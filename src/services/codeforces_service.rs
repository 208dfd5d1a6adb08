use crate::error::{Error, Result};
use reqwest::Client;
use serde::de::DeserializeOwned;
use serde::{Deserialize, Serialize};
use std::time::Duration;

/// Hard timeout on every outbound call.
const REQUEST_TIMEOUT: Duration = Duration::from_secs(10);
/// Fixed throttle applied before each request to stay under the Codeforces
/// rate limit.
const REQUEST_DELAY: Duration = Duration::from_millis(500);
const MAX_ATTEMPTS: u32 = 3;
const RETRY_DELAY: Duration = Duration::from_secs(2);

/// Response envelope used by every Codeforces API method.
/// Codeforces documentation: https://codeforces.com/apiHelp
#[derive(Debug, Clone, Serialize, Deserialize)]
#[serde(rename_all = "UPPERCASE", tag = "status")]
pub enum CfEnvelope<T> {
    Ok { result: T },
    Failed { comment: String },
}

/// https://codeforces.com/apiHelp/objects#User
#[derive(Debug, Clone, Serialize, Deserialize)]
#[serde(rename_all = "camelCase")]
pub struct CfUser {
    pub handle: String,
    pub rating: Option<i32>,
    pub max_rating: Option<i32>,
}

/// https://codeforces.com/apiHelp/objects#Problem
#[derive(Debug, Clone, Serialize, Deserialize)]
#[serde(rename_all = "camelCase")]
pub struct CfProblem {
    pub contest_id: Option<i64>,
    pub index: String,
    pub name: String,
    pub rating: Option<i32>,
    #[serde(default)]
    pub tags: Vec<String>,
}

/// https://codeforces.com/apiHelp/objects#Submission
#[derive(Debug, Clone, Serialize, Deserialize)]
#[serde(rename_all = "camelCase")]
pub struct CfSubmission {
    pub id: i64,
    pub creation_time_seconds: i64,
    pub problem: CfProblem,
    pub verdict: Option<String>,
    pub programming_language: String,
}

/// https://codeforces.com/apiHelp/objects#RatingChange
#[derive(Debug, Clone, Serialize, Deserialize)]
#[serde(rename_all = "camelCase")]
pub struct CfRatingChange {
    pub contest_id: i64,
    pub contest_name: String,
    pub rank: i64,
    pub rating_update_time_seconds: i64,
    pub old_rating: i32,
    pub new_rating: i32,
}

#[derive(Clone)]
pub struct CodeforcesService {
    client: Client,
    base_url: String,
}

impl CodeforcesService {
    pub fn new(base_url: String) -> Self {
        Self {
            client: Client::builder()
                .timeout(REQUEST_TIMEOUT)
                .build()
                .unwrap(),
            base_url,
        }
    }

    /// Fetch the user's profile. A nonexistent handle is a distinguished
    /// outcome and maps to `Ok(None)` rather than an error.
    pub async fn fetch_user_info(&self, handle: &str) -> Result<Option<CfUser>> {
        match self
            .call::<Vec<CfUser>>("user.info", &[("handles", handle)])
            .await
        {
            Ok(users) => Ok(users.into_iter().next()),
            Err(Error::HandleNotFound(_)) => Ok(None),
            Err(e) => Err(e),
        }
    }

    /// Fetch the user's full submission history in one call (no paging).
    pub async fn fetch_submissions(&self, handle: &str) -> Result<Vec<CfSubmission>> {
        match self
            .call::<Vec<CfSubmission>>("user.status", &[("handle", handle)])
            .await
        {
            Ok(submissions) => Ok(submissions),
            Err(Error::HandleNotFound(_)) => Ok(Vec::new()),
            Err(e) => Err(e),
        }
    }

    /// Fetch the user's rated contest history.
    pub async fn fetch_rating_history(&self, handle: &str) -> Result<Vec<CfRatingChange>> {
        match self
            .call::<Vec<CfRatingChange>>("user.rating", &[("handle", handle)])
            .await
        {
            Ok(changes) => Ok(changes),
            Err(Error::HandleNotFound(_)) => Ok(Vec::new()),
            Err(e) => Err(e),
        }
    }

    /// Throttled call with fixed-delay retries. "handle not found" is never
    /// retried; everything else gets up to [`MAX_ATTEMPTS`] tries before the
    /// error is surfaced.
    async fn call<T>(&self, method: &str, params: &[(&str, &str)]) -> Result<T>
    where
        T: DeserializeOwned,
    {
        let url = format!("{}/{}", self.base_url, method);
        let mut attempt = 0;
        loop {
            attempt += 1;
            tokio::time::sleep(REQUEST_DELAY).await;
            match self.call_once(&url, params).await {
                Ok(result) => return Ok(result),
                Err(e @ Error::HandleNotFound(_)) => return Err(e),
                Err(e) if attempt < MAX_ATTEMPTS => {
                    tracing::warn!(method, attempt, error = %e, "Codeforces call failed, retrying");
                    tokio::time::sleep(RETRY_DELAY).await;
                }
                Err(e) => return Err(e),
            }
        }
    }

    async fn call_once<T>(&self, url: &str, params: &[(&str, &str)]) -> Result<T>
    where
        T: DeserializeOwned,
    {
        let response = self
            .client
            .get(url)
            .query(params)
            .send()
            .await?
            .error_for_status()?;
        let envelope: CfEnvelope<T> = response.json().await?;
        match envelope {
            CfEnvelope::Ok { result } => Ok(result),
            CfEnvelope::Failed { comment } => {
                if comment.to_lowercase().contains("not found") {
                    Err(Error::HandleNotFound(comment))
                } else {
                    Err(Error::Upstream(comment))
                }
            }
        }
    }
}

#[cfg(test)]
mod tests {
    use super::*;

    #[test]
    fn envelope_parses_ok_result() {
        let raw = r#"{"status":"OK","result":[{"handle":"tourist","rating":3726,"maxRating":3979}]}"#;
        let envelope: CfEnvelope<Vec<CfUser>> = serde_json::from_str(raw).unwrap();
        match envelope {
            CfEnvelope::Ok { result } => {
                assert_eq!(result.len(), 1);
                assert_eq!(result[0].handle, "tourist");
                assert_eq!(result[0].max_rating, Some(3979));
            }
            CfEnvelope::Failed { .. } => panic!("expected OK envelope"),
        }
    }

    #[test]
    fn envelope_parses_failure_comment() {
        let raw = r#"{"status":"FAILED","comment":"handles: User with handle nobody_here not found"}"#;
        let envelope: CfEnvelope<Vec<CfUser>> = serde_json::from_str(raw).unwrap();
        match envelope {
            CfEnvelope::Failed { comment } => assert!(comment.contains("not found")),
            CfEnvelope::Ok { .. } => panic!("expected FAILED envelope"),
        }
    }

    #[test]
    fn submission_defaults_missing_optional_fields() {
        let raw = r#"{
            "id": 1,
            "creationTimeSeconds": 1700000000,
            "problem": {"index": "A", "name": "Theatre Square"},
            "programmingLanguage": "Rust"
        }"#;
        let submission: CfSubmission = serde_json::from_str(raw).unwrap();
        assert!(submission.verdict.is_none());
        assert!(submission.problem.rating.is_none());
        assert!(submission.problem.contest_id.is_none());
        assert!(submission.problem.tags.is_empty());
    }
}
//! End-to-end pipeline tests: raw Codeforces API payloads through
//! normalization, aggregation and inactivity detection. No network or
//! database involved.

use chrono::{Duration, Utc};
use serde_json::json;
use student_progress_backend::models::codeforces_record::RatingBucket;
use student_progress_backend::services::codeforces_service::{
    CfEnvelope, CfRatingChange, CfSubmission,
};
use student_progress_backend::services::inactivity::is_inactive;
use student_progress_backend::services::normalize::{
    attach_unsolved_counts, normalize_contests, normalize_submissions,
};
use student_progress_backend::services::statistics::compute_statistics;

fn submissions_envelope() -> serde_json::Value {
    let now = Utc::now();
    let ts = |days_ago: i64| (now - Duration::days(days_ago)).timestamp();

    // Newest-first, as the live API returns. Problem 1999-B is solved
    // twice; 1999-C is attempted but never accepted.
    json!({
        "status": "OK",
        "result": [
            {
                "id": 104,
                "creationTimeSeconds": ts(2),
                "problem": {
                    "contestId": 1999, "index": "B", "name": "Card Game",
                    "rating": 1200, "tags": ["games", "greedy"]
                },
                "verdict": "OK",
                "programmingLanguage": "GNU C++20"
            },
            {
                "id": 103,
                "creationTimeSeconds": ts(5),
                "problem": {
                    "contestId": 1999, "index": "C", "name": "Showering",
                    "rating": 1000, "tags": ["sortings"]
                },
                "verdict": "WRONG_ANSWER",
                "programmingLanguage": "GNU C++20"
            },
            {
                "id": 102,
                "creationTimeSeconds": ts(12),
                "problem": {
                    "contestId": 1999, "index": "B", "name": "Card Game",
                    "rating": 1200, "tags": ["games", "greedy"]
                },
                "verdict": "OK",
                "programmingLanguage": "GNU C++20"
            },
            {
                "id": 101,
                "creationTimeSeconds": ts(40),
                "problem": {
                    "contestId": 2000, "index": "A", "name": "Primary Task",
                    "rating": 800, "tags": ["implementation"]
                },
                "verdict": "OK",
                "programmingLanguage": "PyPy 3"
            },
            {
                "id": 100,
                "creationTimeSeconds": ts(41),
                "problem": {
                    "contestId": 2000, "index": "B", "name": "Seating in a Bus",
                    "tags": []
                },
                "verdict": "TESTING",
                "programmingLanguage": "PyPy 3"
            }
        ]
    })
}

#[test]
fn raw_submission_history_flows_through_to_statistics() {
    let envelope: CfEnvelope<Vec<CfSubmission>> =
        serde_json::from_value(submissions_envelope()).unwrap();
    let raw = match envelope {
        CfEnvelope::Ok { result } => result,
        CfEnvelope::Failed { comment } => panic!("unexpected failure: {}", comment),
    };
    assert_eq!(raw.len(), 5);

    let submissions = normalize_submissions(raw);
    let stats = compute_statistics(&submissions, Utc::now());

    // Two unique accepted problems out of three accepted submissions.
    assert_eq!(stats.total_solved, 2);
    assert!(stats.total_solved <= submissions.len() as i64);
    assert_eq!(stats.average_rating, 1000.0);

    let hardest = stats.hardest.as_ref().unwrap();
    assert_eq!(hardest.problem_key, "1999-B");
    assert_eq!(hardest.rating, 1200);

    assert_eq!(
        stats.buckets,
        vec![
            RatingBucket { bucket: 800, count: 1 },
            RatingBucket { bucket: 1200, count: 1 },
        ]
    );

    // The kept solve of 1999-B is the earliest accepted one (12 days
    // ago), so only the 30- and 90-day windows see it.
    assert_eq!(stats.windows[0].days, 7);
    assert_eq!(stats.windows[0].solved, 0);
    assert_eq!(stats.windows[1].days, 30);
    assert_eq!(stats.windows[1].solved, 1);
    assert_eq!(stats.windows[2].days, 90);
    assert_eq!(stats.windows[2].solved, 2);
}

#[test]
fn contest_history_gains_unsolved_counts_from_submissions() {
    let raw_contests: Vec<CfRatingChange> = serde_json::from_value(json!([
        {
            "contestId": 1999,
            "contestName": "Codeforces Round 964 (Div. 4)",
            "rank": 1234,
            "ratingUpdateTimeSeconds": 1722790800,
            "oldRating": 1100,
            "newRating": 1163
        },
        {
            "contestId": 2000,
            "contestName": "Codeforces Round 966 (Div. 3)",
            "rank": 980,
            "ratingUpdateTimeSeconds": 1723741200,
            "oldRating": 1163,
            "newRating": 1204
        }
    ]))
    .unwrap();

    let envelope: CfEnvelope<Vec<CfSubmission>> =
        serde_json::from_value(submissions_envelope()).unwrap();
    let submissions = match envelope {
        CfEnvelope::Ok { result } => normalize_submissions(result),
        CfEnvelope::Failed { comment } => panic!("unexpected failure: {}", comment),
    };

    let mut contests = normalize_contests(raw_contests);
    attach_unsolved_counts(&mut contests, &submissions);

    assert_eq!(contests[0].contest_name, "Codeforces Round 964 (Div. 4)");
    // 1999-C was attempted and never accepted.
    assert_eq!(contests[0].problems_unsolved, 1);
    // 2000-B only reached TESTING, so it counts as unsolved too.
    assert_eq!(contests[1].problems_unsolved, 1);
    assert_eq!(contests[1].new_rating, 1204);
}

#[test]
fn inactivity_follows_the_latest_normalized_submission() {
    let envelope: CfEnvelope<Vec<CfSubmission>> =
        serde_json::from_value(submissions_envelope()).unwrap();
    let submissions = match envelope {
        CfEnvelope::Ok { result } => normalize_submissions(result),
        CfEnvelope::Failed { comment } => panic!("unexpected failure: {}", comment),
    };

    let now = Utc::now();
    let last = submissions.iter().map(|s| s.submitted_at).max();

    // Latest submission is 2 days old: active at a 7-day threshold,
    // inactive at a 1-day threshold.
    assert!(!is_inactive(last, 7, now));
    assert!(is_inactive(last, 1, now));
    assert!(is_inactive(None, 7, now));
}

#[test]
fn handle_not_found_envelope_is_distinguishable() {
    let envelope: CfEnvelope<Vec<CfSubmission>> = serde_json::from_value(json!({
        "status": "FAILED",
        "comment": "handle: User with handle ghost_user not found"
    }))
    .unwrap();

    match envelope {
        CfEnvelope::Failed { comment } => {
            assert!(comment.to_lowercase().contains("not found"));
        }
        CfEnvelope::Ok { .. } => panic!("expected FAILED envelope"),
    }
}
================
Exercise details:
Only the count is needed: the number of lines in the data that include the word "attempted".

Result:
2